Task requirements
Both the line with "pub use codec::ValueType;" and the line with "pub use types::*;" in the records below must appear in the output, along with every line between them, exactly and with nothing added.

Extracted material

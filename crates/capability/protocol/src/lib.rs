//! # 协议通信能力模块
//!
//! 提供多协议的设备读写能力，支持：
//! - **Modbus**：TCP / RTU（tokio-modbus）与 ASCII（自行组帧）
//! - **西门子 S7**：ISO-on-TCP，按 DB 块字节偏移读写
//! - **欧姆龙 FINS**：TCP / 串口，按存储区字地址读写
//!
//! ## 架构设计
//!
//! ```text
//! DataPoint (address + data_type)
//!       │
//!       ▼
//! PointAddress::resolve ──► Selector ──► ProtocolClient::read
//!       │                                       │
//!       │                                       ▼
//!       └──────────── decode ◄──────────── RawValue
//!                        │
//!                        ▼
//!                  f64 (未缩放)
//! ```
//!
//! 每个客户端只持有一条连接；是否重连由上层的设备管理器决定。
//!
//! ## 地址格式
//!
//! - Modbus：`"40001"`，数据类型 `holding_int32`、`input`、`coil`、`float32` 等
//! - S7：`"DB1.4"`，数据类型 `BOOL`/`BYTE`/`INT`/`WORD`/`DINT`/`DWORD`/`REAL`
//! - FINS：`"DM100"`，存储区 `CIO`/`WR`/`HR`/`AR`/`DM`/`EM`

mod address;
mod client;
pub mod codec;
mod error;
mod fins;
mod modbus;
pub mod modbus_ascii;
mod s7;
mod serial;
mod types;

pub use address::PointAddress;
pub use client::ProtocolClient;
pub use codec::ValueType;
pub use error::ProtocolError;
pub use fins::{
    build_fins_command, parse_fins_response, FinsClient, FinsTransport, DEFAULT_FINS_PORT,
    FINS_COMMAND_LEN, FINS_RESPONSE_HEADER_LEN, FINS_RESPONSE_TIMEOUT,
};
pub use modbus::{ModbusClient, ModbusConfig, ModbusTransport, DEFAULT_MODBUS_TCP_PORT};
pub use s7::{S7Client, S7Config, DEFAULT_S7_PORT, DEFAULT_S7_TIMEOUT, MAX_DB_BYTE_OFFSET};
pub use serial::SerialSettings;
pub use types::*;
==
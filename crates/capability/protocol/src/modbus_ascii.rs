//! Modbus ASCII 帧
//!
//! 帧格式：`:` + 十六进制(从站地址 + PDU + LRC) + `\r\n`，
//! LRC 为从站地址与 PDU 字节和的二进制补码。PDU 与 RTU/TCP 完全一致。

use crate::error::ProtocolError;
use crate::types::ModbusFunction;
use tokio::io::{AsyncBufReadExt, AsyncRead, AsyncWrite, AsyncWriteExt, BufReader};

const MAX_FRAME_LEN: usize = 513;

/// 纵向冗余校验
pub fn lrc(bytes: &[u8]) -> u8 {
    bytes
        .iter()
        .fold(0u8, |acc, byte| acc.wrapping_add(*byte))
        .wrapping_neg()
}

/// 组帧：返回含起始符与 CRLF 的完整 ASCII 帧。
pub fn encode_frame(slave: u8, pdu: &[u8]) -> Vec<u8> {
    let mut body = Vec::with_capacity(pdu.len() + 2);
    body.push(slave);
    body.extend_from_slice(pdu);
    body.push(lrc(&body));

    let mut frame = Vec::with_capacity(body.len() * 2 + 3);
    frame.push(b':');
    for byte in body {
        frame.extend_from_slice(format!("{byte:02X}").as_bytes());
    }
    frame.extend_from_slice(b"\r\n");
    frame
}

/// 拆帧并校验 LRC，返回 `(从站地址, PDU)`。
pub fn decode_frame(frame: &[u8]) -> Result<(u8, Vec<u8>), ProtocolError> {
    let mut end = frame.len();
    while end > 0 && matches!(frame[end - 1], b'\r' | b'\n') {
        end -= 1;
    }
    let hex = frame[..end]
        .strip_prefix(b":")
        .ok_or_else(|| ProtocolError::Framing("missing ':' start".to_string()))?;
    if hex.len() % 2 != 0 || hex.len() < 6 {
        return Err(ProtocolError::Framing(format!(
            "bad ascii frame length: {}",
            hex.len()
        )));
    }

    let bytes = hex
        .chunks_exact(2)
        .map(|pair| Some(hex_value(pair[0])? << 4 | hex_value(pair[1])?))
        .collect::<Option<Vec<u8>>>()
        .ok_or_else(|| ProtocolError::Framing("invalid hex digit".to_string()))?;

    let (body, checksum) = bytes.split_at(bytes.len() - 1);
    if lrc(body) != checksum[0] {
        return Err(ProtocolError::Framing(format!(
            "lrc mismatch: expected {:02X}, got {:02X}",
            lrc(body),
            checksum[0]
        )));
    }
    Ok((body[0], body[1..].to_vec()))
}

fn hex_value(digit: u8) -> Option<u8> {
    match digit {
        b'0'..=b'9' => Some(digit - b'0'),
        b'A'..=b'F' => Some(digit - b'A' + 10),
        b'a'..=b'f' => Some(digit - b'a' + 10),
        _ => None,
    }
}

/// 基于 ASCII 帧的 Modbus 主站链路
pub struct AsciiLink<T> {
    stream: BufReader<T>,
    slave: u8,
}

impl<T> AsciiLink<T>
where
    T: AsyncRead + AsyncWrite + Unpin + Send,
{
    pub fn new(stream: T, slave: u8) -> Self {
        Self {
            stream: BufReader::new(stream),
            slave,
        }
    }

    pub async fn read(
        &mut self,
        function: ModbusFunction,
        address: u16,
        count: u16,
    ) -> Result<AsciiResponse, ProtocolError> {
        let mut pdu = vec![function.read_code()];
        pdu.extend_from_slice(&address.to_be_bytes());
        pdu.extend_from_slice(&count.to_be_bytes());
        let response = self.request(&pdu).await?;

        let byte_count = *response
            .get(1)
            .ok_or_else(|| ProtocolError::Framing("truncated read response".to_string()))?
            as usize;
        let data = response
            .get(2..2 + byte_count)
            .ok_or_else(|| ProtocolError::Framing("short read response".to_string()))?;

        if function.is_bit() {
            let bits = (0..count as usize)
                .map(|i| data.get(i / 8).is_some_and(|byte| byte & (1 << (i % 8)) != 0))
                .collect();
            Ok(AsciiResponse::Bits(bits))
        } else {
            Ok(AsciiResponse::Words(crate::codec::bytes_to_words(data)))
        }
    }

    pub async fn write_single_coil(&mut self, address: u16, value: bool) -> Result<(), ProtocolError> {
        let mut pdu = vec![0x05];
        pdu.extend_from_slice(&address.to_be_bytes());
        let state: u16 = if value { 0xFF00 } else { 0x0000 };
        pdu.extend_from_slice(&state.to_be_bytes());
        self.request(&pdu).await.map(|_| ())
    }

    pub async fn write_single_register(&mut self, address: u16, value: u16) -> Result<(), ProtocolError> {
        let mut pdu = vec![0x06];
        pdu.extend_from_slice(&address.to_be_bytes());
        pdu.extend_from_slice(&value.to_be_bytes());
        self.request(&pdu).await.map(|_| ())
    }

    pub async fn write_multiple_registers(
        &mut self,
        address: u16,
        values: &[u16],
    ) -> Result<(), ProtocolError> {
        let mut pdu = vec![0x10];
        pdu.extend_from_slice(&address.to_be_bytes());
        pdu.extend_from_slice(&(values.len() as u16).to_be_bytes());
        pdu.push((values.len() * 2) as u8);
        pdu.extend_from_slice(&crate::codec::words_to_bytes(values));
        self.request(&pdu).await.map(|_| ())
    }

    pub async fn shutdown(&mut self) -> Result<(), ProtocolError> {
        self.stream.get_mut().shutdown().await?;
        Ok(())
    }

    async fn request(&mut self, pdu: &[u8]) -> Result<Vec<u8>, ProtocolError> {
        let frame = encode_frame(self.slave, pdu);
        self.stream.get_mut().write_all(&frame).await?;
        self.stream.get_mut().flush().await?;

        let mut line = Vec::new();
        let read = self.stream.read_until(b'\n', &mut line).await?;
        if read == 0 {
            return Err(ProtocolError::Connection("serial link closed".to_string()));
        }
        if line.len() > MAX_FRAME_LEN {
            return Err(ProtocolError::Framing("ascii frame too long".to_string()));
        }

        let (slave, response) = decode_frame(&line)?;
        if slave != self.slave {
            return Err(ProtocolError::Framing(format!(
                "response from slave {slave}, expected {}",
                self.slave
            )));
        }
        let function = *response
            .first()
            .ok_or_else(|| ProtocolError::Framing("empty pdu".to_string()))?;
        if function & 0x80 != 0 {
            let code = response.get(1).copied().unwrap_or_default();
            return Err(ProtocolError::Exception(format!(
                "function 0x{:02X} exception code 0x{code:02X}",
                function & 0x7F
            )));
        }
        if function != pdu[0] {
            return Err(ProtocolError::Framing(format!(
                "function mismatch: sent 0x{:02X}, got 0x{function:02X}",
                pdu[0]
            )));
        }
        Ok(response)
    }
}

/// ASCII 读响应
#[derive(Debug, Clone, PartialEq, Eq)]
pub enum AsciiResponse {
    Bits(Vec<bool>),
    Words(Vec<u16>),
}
==
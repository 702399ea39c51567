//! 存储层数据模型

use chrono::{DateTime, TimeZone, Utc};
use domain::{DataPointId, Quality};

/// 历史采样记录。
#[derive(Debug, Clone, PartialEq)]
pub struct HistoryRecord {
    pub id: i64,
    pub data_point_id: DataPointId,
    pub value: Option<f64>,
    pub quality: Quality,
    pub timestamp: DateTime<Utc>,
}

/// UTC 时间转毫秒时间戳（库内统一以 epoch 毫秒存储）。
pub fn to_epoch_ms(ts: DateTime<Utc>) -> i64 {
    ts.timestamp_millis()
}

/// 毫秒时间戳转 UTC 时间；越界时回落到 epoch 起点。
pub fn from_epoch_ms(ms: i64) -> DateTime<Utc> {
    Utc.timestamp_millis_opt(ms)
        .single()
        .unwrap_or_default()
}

Reply
pub use codec::ValueType;
pub use error::ProtocolError;
pub use fins::{
    build_fins_command, parse_fins_response, FinsClient, FinsTransport, DEFAULT_FINS_PORT,
    FINS_COMMAND_LEN, FINS_RESPONSE_HEADER_LEN, FINS_RESPONSE_TIMEOUT,
};
pub use modbus::{ModbusClient, ModbusConfig, ModbusTransport, DEFAULT_MODBUS_TCP_PORT};
pub use s7::{S7Client, S7Config, DEFAULT_S7_PORT, DEFAULT_S7_TIMEOUT, MAX_DB_BYTE_OFFSET};
pub use serial::SerialSettings;
pub use types::*;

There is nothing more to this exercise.